= Directions =
Return exactly the listing's lines, from its first line to the line holding "fresh, independent pass.", ends included.

= Data under study =
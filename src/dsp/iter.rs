//! Sample iteration strategies
//!
//! A wave's samples can be walked front-to-back or back-to-front. The order
//! is a plain value (parsed from config or picked in code) and each call to
//! [`SampleIter::new`] starts a fresh, independent pass.

use std::str::FromStr;

use serde::{Deserialize, Serialize};

use crate::domain::{Sample, WaveError};

/// Order in which samples are visited
#[derive(Debug, Clone, Copy, PartialEq, Eq, Default, Serialize, Deserialize)]
#[serde(rename_all = "lowercase")]
pub enum IterationOrder {
    #[default]
    Sequential,
    Reverse,
}

impl FromStr for IterationOrder {
    type Err = WaveError;

    fn from_str(s: &str) -> Result<Self, Self::Err> {
        match s.trim().to_ascii_lowercase().as_str() {
            "sequential" => Ok(Self::Sequential),
            "reverse" => Ok(Self::Reverse),
            other => Err(WaveError::Config(format!("unknown iteration order '{other}'"))),
        }
    }
}

/// Lazy, finite pass over a sample slice
#[derive(Debug, Clone)]
pub struct SampleIter<'a> {
    inner: std::slice::Iter<'a, Sample>,
    order: IterationOrder,
}

impl<'a> SampleIter<'a> {
    pub fn new(samples: &'a [Sample], order: IterationOrder) -> Self {
        Self {
            inner: samples.iter(),
            order,
        }
    }

    pub fn order(&self) -> IterationOrder {
        self.order
    }
}

impl Iterator for SampleIter<'_> {
    type Item = Sample;

    fn next(&mut self) -> Option<Sample> {
        match self.order {
            IterationOrder::Sequential => self.inner.next().copied(),
            IterationOrder::Reverse => self.inner.next_back().copied(),
        }
    }

    fn size_hint(&self) -> (usize, Option<usize>) {
        self.inner.size_hint()
    }
}

impl DoubleEndedIterator for SampleIter<'_> {
    fn next_back(&mut self) -> Option<Sample> {
        match self.order {
            IterationOrder::Sequential => self.inner.next_back().copied(),
            IterationOrder::Reverse => self.inner.next().copied(),
        }
    }
}

impl ExactSizeIterator for SampleIter<'_> {}
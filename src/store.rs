//! Run profiles on disk
//!
//! The binary reads a single `Configuration` from a JSON file. Missing fields
//! fall back to their defaults.

use std::path::Path;

use crate::domain::{Configuration, WaveError, WaveResult};

/// Read a profile from a JSON file
pub fn load_file(path: &Path) -> WaveResult<Configuration> {
    let json = std::fs::read_to_string(path).map_err(|e| {
        WaveError::Storage(format!("Failed to read config {}: {e}", path.display()))
    })?;
    let config: Configuration = serde_json::from_str(&json).map_err(|e| {
        WaveError::Storage(format!("Failed to parse config {}: {e}", path.display()))
    })?;
    log::debug!("loaded profile '{}' from {}", config.name, path.display());
    Ok(config)
}
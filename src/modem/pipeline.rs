//! End-to-end AM run driven by a `Configuration`
//!
//! message signal ─┐
//!                 ├─ modulate ─ demodulate (× carrier, low-pass) ─ recovered
//! carrier signal ─┘

use crate::domain::{Configuration, WaveResult};
use crate::dsp::{Signal, Wave};
use crate::modem::am::{AmModulator, Modulator};
use crate::modem::demodulator::AmDemodulator;

/// Every wave produced by one run, plus how well the message survived
#[derive(Debug, Clone)]
pub struct PipelineOutput {
    pub message: Wave,
    pub carrier: Wave,
    pub modulated: Wave,
    pub recovered: Wave,
    /// Pearson correlation between `recovered` and `message`
    pub correlation: f64,
}

/// Validated signals and demodulator for a configuration
#[derive(Debug, Clone)]
pub struct Pipeline {
    config: Configuration,
    message: Signal,
    carrier: Signal,
    modulator: AmModulator,
    demodulator: AmDemodulator,
}

impl Pipeline {
    pub fn new(config: Configuration) -> WaveResult<Self> {
        config.validate()?;
        let message = Signal::from_config(&config.message)?;
        let carrier = Signal::from_config(&config.carrier)?;
        let demodulator = AmDemodulator::new(config.cutoff_freq)?;

        Ok(Self {
            config,
            message,
            carrier,
            modulator: AmModulator::new(),
            demodulator,
        })
    }

    pub fn config(&self) -> &Configuration {
        &self.config
    }

    pub fn run(&self) -> WaveResult<PipelineOutput> {
        let config = &self.config;
        let (duration, start, rate) = (config.duration, config.start, config.sample_rate);
        let message = self.message.create_wave(duration, start, rate)?;
        let carrier = self.carrier.create_wave(duration, start, rate)?;
        let modulated = self.modulator.modulate(&message, &carrier)?;
        let recovered = self.demodulator.demodulate(&modulated, &carrier)?;
        let correlation = recovered.correlation(&message)?;

        log::info!(
            "'{}': {} Hz on {} Hz carrier, cutoff {} Hz, {} samples, corr {correlation:.4}",
            config.name,
            self.message.frequency(),
            self.carrier.frequency(),
            self.demodulator.cutoff(),
            message.len()
        );

        Ok(PipelineOutput {
            message,
            carrier,
            modulated,
            recovered,
            correlation,
        })
    }
}
//! Configuration profiles
//!
//! A Configuration is a saved profile describing one modulation run: the
//! message and carrier signals, the sampling grid and the demodulator cutoff.

use serde::{Deserialize, Serialize};

use crate::domain::error::ensure_positive;
use crate::domain::{Waveform, WaveResult};

/// Parameters of one periodic signal
#[derive(Debug, Clone, Serialize, Deserialize)]
#[serde(default)]
pub struct SignalConfig {
    /// Frequency in Hz
    pub frequency: f64,
    pub amplitude: f64,
    /// Phase offset in radians
    pub phase_offset: f64,
    pub waveform: Waveform,
}

impl SignalConfig {
    pub fn sine(frequency: f64) -> Self {
        Self {
            frequency,
            ..Self::default()
        }
    }
}

impl Default for SignalConfig {
    fn default() -> Self {
        Self {
            frequency: 400.0,
            amplitude: 1.0,
            phase_offset: 0.0,
            waveform: Waveform::Sine,
        }
    }
}

/// A saved run profile
#[derive(Debug, Clone, Serialize, Deserialize)]
#[serde(default)]
pub struct Configuration {
    /// Profile name (e.g., "Default", "Slow carrier")
    pub name: String,
    /// Low-frequency message signal
    pub message: SignalConfig,
    /// High-frequency carrier signal
    pub carrier: SignalConfig,
    /// Wave duration in seconds
    pub duration: f64,
    /// Timestamp of the first sample in seconds
    pub start: f64,
    /// Sample rate in Hz
    pub sample_rate: f64,
    /// Demodulator low-pass cutoff in Hz
    pub cutoff_freq: f64,
}

impl Configuration {
    /// Check the parameters a run needs before any wave is generated
    pub fn validate(&self) -> WaveResult<()> {
        ensure_positive("duration", self.duration)?;
        ensure_positive("sample rate", self.sample_rate)?;
        ensure_positive("cutoff frequency", self.cutoff_freq)?;
        let nyquist = self.sample_rate / 2.0;
        if self.carrier.frequency >= nyquist {
            log::warn!(
                "carrier at {} Hz is at or above Nyquist ({nyquist} Hz) and will alias",
                self.carrier.frequency
            );
        }
        Ok(())
    }
}

impl Default for Configuration {
    fn default() -> Self {
        Self {
            name: "Default".to_string(),
            message: SignalConfig::sine(400.0),
            carrier: SignalConfig::sine(10_000.0),
            duration: 2.0,
            start: 0.0,
            sample_rate: 44_100.0,
            cutoff_freq: 10_000.0,
        }
    }
}

#[cfg(test)]
mod tests {
    use super::*;
    use crate::domain::WaveError;

    #[test]
    fn default_configuration_has_sensible_values() {
        let config = Configuration::default();
        assert_eq!(config.name, "Default");
        assert_eq!(config.message.frequency, 400.0);
        assert_eq!(config.cutoff_freq, 10_000.0);
        assert!(config.validate().is_ok());
    }

    #[test]
    fn configuration_serializes_to_json() {
        let config = Configuration::default();
        let json = serde_json::to_string(&config).unwrap();
        assert!(json.contains("\"name\":\"Default\""));
        assert!(json.contains("\"waveform\":\"sine\""));
    }

    #[test]
    fn missing_fields_fall_back_to_defaults() {
        let config: Configuration =
            serde_json::from_str(r#"{"name":"Short","duration":0.5}"#).unwrap();
        assert_eq!(config.name, "Short");
        assert_eq!(config.duration, 0.5);
        assert_eq!(config.sample_rate, 44_100.0);
        assert_eq!(config.carrier.frequency, 10_000.0);
    }

    #[test]
    fn validate_rejects_non_positive_cutoff() {
        let config = Configuration {
            cutoff_freq: 0.0,
            ..Configuration::default()
        };
        assert!(matches!(config.validate(), Err(WaveError::Config(_))));
    }

    #[test]
    fn validate_rejects_nan_sample_rate() {
        let config = Configuration {
            sample_rate: f64::NAN,
            ..Configuration::default()
        };
        assert!(matches!(config.validate(), Err(WaveError::Config(_))));
    }
}
//! In-memory sinks for development and testing without audio or plot backends.
//!
//! Every call is logged at INFO level and recorded so tests can inspect
//! exactly what a real backend would have received.

use crate::domain::{Sample, WaveResult};
use crate::ports::{AudioSink, PlotSink};

/// Records every `play` call as `(samples, sample_rate)`
#[derive(Debug, Default)]
pub struct MemoryAudioSink {
    played: Vec<(Vec<Sample>, f64)>,
}

impl MemoryAudioSink {
    pub fn new() -> Self {
        Self::default()
    }

    pub fn played(&self) -> &[(Vec<Sample>, f64)] {
        &self.played
    }

    /// Total seconds of audio received
    pub fn total_seconds(&self) -> f64 {
        self.played
            .iter()
            .map(|(samples, rate)| samples.len() as f64 / rate)
            .sum()
    }
}

impl AudioSink for MemoryAudioSink {
    fn play(&mut self, samples: &[Sample], sample_rate: f64) -> WaveResult<()> {
        log::info!(
            "[MEMORY AUDIO] PLAY {} samples at {sample_rate} Hz ({:.3} s)",
            samples.len(),
            samples.len() as f64 / sample_rate
        );
        self.played.push((samples.to_vec(), sample_rate));
        Ok(())
    }
}

/// Records every `plot` call as `(timestamps, samples)`
#[derive(Debug, Default)]
pub struct MemoryPlotSink {
    plots: Vec<(Vec<f64>, Vec<Sample>)>,
}

impl MemoryPlotSink {
    pub fn new() -> Self {
        Self::default()
    }

    pub fn plots(&self) -> &[(Vec<f64>, Vec<Sample>)] {
        &self.plots
    }
}

impl PlotSink for MemoryPlotSink {
    fn plot(&mut self, timestamps: &[f64], samples: &[Sample]) -> WaveResult<()> {
        match (timestamps.first(), timestamps.last()) {
            (Some(first), Some(last)) => log::info!(
                "[MEMORY PLOT] PLOT {} points, t = {first:.4}..{last:.4} s",
                samples.len()
            ),
            _ => log::info!("[MEMORY PLOT] PLOT empty window"),
        }
        self.plots.push((timestamps.to_vec(), samples.to_vec()));
        Ok(())
    }
}
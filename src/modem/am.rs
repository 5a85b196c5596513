//! AM modulator — multiplies a message onto a carrier
//!
//! Modulation: `y = message * carrier` (double-sideband, suppressed carrier).
//! Coherent demodulation multiplies by the same carrier again:
//!
//! ```text
//! m·c·c = m·cos²(ωt) = m/2 + (m/2)·cos(2ωt)
//! ```
//!
//! so the message reappears at half amplitude next to a copy shifted up to
//! twice the carrier frequency, which a low-pass filter then removes.

use crate::domain::WaveResult;
use crate::dsp::Wave;

/// Combines a message with a carrier
pub trait Modulator {
    fn modulate(&self, message: &Wave, carrier: &Wave) -> WaveResult<Wave>;
}

/// First (unfiltered) demodulation step
pub trait BaseDemodulator {
    fn demodulate(&self, modulated: &Wave, carrier: &Wave) -> WaveResult<Wave>;
}

/// Product modulator / product detector
#[derive(Debug, Clone, Copy, Default)]
pub struct AmModulator;

impl AmModulator {
    pub fn new() -> Self {
        Self
    }
}

impl Modulator for AmModulator {
    fn modulate(&self, message: &Wave, carrier: &Wave) -> WaveResult<Wave> {
        let modulated = carrier.multiply(message)?;
        log::debug!("modulated {} samples at {} Hz", modulated.len(), modulated.sample_rate());
        Ok(modulated)
    }
}

impl BaseDemodulator for AmModulator {
    fn demodulate(&self, modulated: &Wave, carrier: &Wave) -> WaveResult<Wave> {
        modulated.multiply(carrier)
    }
}

#[cfg(test)]
mod tests {
    use super::*;
    use crate::domain::WaveError;
    use crate::dsp::Signal;

    #[test]
    fn modulate_is_sample_product() {
        let message = Signal::sine(5.0).unwrap().create_wave(1.0, 0.0, 100.0).unwrap();
        let carrier = Signal::sine(40.0).unwrap().create_wave(1.0, 0.0, 100.0).unwrap();

        let modulated = AmModulator::new().modulate(&message, &carrier).unwrap();

        for i in 0..modulated.len() {
            let expected = message.samples()[i] * carrier.samples()[i];
            assert!((modulated.samples()[i] - expected).abs() < 1e-15);
        }
        assert_eq!(modulated.timestamps(), carrier.timestamps());
    }

    #[test]
    fn modulate_rejects_mismatched_waves() {
        let message = Signal::sine(5.0).unwrap().create_wave(1.0, 0.0, 100.0).unwrap();
        let carrier = Signal::sine(40.0).unwrap().create_wave(0.5, 0.0, 100.0).unwrap();
        let result = AmModulator::new().modulate(&message, &carrier);
        assert!(matches!(result, Err(WaveError::ShapeMismatch(_))));
    }

    #[test]
    fn base_demodulation_squares_carrier() {
        let carrier = Signal::sine(40.0).unwrap().create_wave(1.0, 0.0, 100.0).unwrap();
        let ones = crate::dsp::Wave::from_samples(vec![1.0; 100], 0.0, 100.0).unwrap();
        let modulated = AmModulator::new().modulate(&ones, &carrier).unwrap();
        let product = AmModulator::new().demodulate(&modulated, &carrier).unwrap();

        // Mean of sin² over whole cycles is 1/2
        let mean = product.samples().iter().sum::<f64>() / product.len() as f64;
        assert!((mean - 0.5).abs() < 1e-9, "mean = {mean}");
    }
}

= The answer =
filename src/dsp/iter.rs
//! Sample iteration strategies
//!
//! A wave's samples can be walked front-to-back or back-to-front. The order
//! is a plain value (parsed from config or picked in code) and each call to
//! [`SampleIter::new`] starts a fresh, independent pass.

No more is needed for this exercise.